De l’autre côté de la chaîne, nos données personnelles s’achètent et se louent comme de vulgaires matières premières, créant ainsi de nouvelles formes de trafic. Ainsi, le site calc.datum.org met à notre disposition un calculateur permettant d’évaluer combien une poignée d’entreprises régnant dans le cloud peut espérer obtenir de nos données personnelles (https://calc.datum.org/ – Nous n’abordons pas ici le marché noir des données personnelles concernant par exemple le trafic des codes d’identifiant bancaire (« CVV », « Dumps », ou « Fullz »), de ceux des organismes sociaux, des données médicales ou des chèques cadeau).
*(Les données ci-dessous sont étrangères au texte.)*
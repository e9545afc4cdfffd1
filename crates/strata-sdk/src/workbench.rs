//! Workbench - orchestrates preprocessing, catalog generation and feature builds

use crate::config::WorkbenchConfig;
use crate::error::{Result, SdkError};
use serde::Serialize;
use std::collections::HashSet;
use std::path::{Path, PathBuf};
use std::sync::Arc;
use strata_compiler::QueryCompiler;
use strata_core::{Depth, Feature, FeatureCatalog, Split, Topic, TopicSet};
use strata_runtime::{
    BuildReport, DataSource, Engine, FeatureBuilder, FeatureDefiner, FeatureFrame,
    GenerationMode, PreprocessReport, Preprocessor,
};
use tracing::{info, warn};

/// Outcome of generating one topic's catalog
#[derive(Debug, Clone, PartialEq, Eq, Serialize)]
pub struct CatalogReport {
    pub topic: Topic,
    pub features: usize,
    pub path: PathBuf,
}

/// Outcome of pruning one topic's catalog
#[derive(Debug, Clone, PartialEq, Eq, Serialize)]
pub struct PruneReport {
    pub topic: String,
    pub kept: usize,
    pub dropped: usize,
}

/// Main entry point of the SDK
///
/// Built by [`WorkbenchBuilder`](crate::WorkbenchBuilder) from a validated
/// configuration, a data source and a SQL engine.
pub struct Workbench {
    config: WorkbenchConfig,
    topics: TopicSet,
    source: Arc<dyn DataSource>,
    engine: Arc<Engine>,
}

impl Workbench {
    pub(crate) fn new(
        config: WorkbenchConfig,
        topics: TopicSet,
        source: Arc<dyn DataSource>,
        engine: Arc<Engine>,
    ) -> Self {
        Self {
            config,
            topics,
            source,
            engine,
        }
    }

    pub fn config(&self) -> &WorkbenchConfig {
        &self.config
    }

    pub fn topics(&self) -> &TopicSet {
        &self.topics
    }

    pub fn source(&self) -> &Arc<dyn DataSource> {
        &self.source
    }

    /// Turn every configured topic of `split` into a prep table.
    pub fn preprocess(&self, split: Split) -> Result<Vec<PreprocessReport>> {
        let preprocessor = Preprocessor::new(
            self.source.clone(),
            self.engine.clone(),
            self.config
                .reduction_rules
                .iter()
                .map(|(name, rule)| (name.clone(), rule.clone()))
                .collect(),
            self.config.preprocess_options(),
        );
        let reports = preprocessor.run(&self.topics, split)?;
        info!(split = %split, topics = reports.len(), "preprocessing finished");
        Ok(reports)
    }

    /// Generate and save the catalog of every depth-1 topic from its
    /// training prep table.
    pub fn define_features(&self, mode: GenerationMode) -> Result<Vec<CatalogReport>> {
        self.topics
            .at_depth(Depth::Entity)
            .map(|topic| self.define_topic(topic, mode))
            .collect()
    }

    /// Generate and save the catalog of one depth-1 topic.
    pub fn define_topic(&self, topic: &Topic, mode: GenerationMode) -> Result<CatalogReport> {
        let sample = self.source.read_prep(topic, Split::Train)?;
        let definer = FeatureDefiner::new(
            topic.clone(),
            sample,
            self.config.definer_options(topic.name()),
        )?;
        let catalog = definer.define(mode)?;

        let path = self.config.catalog_path(topic.name());
        catalog.save(&path)?;
        info!(topic = %topic, features = catalog.len(), path = %path.display(), "saved catalog");

        Ok(CatalogReport {
            topic: topic.clone(),
            features: catalog.len(),
            path,
        })
    }

    /// Load the saved catalog of a topic.
    pub fn catalog(&self, topic: &str) -> Result<FeatureCatalog> {
        let path = self.config.catalog_path(topic);
        if !path.exists() {
            return Err(SdkError::CatalogNotFound(format!(
                "{} ({})",
                topic,
                path.display()
            )));
        }
        Ok(FeatureCatalog::load(&path)?)
    }

    /// Build every feature of a topic's catalog over `split`, skipping the
    /// first `skip` batches.
    pub fn build_features(&self, topic: &str, split: Split, skip: usize) -> Result<BuildReport> {
        let features: Vec<Feature> = self.catalog(topic)?.features().cloned().collect();
        self.build(topic, split, &features, skip)
    }

    /// Build the named features of a topic's catalog, in the given order.
    pub fn build_selected<S: AsRef<str>>(
        &self,
        topic: &str,
        split: Split,
        names: &[S],
        skip: usize,
    ) -> Result<BuildReport> {
        let features = self.catalog(topic)?.select(names)?;
        self.build(topic, split, &features, skip)
    }

    fn build(&self, topic: &str, split: Split, features: &[Feature], skip: usize) -> Result<BuildReport> {
        let topic = self.topics.resolve(topic, Depth::Entity)?;
        let frame = FeatureFrame::load(
            self.source.as_ref(),
            &self.engine,
            topic,
            split,
            &self.config.frame_options(),
        )?;
        let builder = FeatureBuilder::new(
            self.source.clone(),
            self.engine.clone(),
            frame,
            QueryCompiler::new(self.config.compiler_options(split)),
        );
        Ok(builder.run(features, self.config.batch_size, skip)?)
    }

    /// Prune every saved depth-1 catalog down to `selection` and write the
    /// results to `out_dir` under the same file names.
    pub fn prune_catalogs(
        &self,
        selection: &HashSet<String>,
        out_dir: &Path,
    ) -> Result<Vec<PruneReport>> {
        let mut reports = Vec::new();
        for topic in self.topics.at_depth(Depth::Entity) {
            let mut catalog = match self.catalog(topic.name()) {
                Ok(catalog) => catalog,
                Err(SdkError::CatalogNotFound(what)) => {
                    warn!(topic = %topic, "no catalog to prune: {}", what);
                    continue;
                }
                Err(err) => return Err(err),
            };

            let dropped = catalog.retain(selection);
            catalog.save(out_dir.join(format!("{}.json", topic.name())))?;
            reports.push(PruneReport {
                topic: topic.name().to_string(),
                kept: catalog.len(),
                dropped,
            });
        }

        info!(
            catalogs = reports.len(),
            kept = reports.iter().map(|r| r.kept).sum::<usize>(),
            "pruned catalogs"
        );
        Ok(reports)
    }
}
L’abondance généralisée d’ordinateurs, de téléphones, de tablettes, de serveurs, de puissance de calcul et de transmission, d’objets connectés, s’effectue au détriment de la facture écologique. Le cloud repose sur d’innombrables machines, entassées dans des hectares de data centers disséminés partout sur la planète, et extrêmement gourmands en énergie, dont près de la moitié est dépensée par la climatisation.
Si le cloud était vraiment un nuage aujourd’hui, ce serait plutôt un nuage toxique de fumée rejetée par la combustion de pétrole, de charbon ou de gaz. Si Internet était une nation, elle serait la troisième plus grosse consommatrice d’électricité de la planète.
Conclusion
Finalement, associer éthique et informatique, c’est confronter notre humanité à la modernité. Quels actes voulons-nous déléguer à des machines dans nos vies ?
Nous finançons cette industrie avec nos données personnelles. Ce n’est pas parce que nous n’avons rien à cacher que nous avons tout à montrer. De la même façon que ce n’est pas parce que nous n’avons rien à dire que nous pouvons être contre la liberté d’expression.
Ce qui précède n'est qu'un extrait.